Recent Graduates Ill-Prepared for Today’s Workplace

Employers endorse communication, teamwork skills as best career prep

By Roy Maurer Jan 26, 2015

A troubling disconnect exists between how prepared college students feel for post-graduation career success and how far from the mark employers say they actually are.

The report Falling Short? College Learning and Career Success, released by the Association of American Colleges & Universities (AAC&U) and conducted by Hart Research Associates, summarizes selected findings from two national surveys—one of 400 employers and another of 613 current college students.

Consistent with past AAC&U surveys, employers are concerned about new graduates having a broad range of skills in areas that cut across majors. Students largely agree with employers on what learning outcomes are essential for career success, but they judge themselves to be far better prepared for the work world than do employers.

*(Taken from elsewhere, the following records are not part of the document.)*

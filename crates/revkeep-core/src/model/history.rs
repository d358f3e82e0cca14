use chrono::{DateTime, Utc};
use revkeep_core_types::{ObjectKey, ObjectRef, RevisionId, TypeName, VersionId};
use serde::{Deserialize, Serialize};

/// What happened to an object in a revision
#[derive(Debug, Clone, Copy, PartialEq, Eq, Hash, Serialize, Deserialize)]
#[serde(rename_all = "snake_case")]
pub enum Action {
    Addition,
    Change,
    Deletion,
}

impl Action {
    /// Stored action flag (1, 2, 3)
    pub fn flag(self) -> i64 {
        match self {
            Action::Addition => 1,
            Action::Change => 2,
            Action::Deletion => 3,
        }
    }

    pub fn from_flag(flag: i64) -> Option<Self> {
        match flag {
            1 => Some(Action::Addition),
            2 => Some(Action::Change),
            3 => Some(Action::Deletion),
            _ => None,
        }
    }

    pub fn label(self) -> &'static str {
        match self {
            Action::Addition => "Add",
            Action::Change => "Change",
            Action::Deletion => "Delete",
        }
    }
}

/// Extra metadata stored alongside a revision
#[derive(Debug, Clone, PartialEq, Serialize, Deserialize)]
pub struct MetaRecord {
    pub kind: String,
    pub data: serde_json::Value,
}

impl MetaRecord {
    pub fn new(kind: impl Into<String>, data: serde_json::Value) -> Self {
        Self {
            kind: kind.into(),
            data,
        }
    }
}

/// A committed group of versions
#[derive(Debug, Clone, PartialEq, Serialize, Deserialize)]
pub struct Revision {
    pub id: RevisionId,
    pub created_at: DateTime<Utc>,
    /// Key of the actor record that made the change
    pub user: Option<ObjectKey>,
    pub comment: String,
}

/// An immutable snapshot of one object within a revision
#[derive(Debug, Clone, PartialEq, Serialize, Deserialize)]
pub struct Version {
    pub id: VersionId,
    pub revision_id: RevisionId,
    pub object_key: ObjectKey,
    pub type_name: TypeName,
    /// Format tag of `serialized_data` (`json` or `yaml`)
    pub format: String,
    pub serialized_data: String,
    pub object_repr: String,
    pub action: Action,
}

impl Version {
    pub fn object_ref(&self) -> ObjectRef {
        ObjectRef::new(self.type_name.clone(), self.object_key)
    }
}

/// A version that has not been persisted yet
#[derive(Debug, Clone, PartialEq)]
pub struct VersionDraft {
    pub object_key: ObjectKey,
    pub type_name: TypeName,
    pub format: String,
    pub serialized_data: String,
    pub object_repr: String,
    pub action: Action,
}

/// Everything one commit writes, persisted atomically
#[derive(Debug, Clone, PartialEq)]
pub struct RevisionDraft {
    pub created_at: DateTime<Utc>,
    pub user: Option<ObjectKey>,
    pub comment: String,
    pub versions: Vec<VersionDraft>,
    pub meta: Vec<MetaRecord>,
}

/// Selects the revisions of a history window
///
/// The window holds the `limit` most recent revisions that contain a
/// matching version, optionally bounded above by `up_to`.
#[derive(Debug, Clone, PartialEq, Eq)]
pub struct WindowQuery {
    /// Restrict to versions of these types with this key
    pub scope: Option<(Vec<TypeName>, ObjectKey)>,
    pub limit: usize,
    pub up_to: Option<RevisionId>,
}

impl Default for WindowQuery {
    fn default() -> Self {
        Self {
            scope: None,
            limit: 128,
            up_to: None,
        }
    }
}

Key findings of the report include:

  • Employers place the greatest priority on a demonstrated proficiency in skills and knowledge when hiring recent college graduates. The most highly valued competencies for employers include oral and written communication (85 percent/82 percent), teamwork skills (83 percent), ethical decision-making (81 percent), critical thinking (81 percent), and the ability to apply knowledge in real-world settings (80 percent).
  • 9 in 10 employers responded that “a demonstrated capacity to think critically, communicate clearly and solve complex problems is more important than [a candidate’s] undergraduate major.”
  • 58 percent of employers said that students need to be better prepared for success in entry-level positions. More than two-thirds said that improvements are needed to prepare students for advancement and promotion.
  • Only about 25 percent of employers said that recent graduates are well-prepared in critical thinking and analytic reasoning, written and oral communication, complex problem-solving, innovation and creativity, and applying knowledge and skills to real-world settings. About 30 percent said grads are well-prepared in the area of ethical judgment and decision-making, and 37 percent said they are well-prepared in teamwork skills.
  • Students similarly rank the most important learning outcomes essential for career success as critical thinking and analytic reasoning (79 percent), the ability to apply knowledge and skills to real-world settings (79 percent), oral communication (78 percent), teamwork skills (77 percent), written communication (75 percent), and ethical judgment and decision-making (74 percent). However, in contrast to what a majority of employers feel, more than 60 percent of students rate themselves as well-prepared in these competencies.
  • 87 percent of employers agreed that they are “somewhat likely” or “much more likely” to hire a college graduate if he or she has completed a senior project while in college. Sixty percent agreed that all students should be expected to complete a significant applied-learning project before graduating from college.
  • Nearly all employers surveyed (96 percent) agreed that all students should have educational experiences that teach them how to solve problems with people whose views are different from their own.
  • Fewer than half of employers (45 percent) say that they find a candidate’s college transcript “very” or “fairly” useful in helping them to evaluate his or her potential to succeed at their company.
  • 80 percent of employers say that it would be very or fairly useful to be able to see an electronic portfolio of student work that summarizes and demonstrates a candidate’s accomplishments in key skill and knowledge areas.

Roy Maurer is an online editor/manager for SHRM.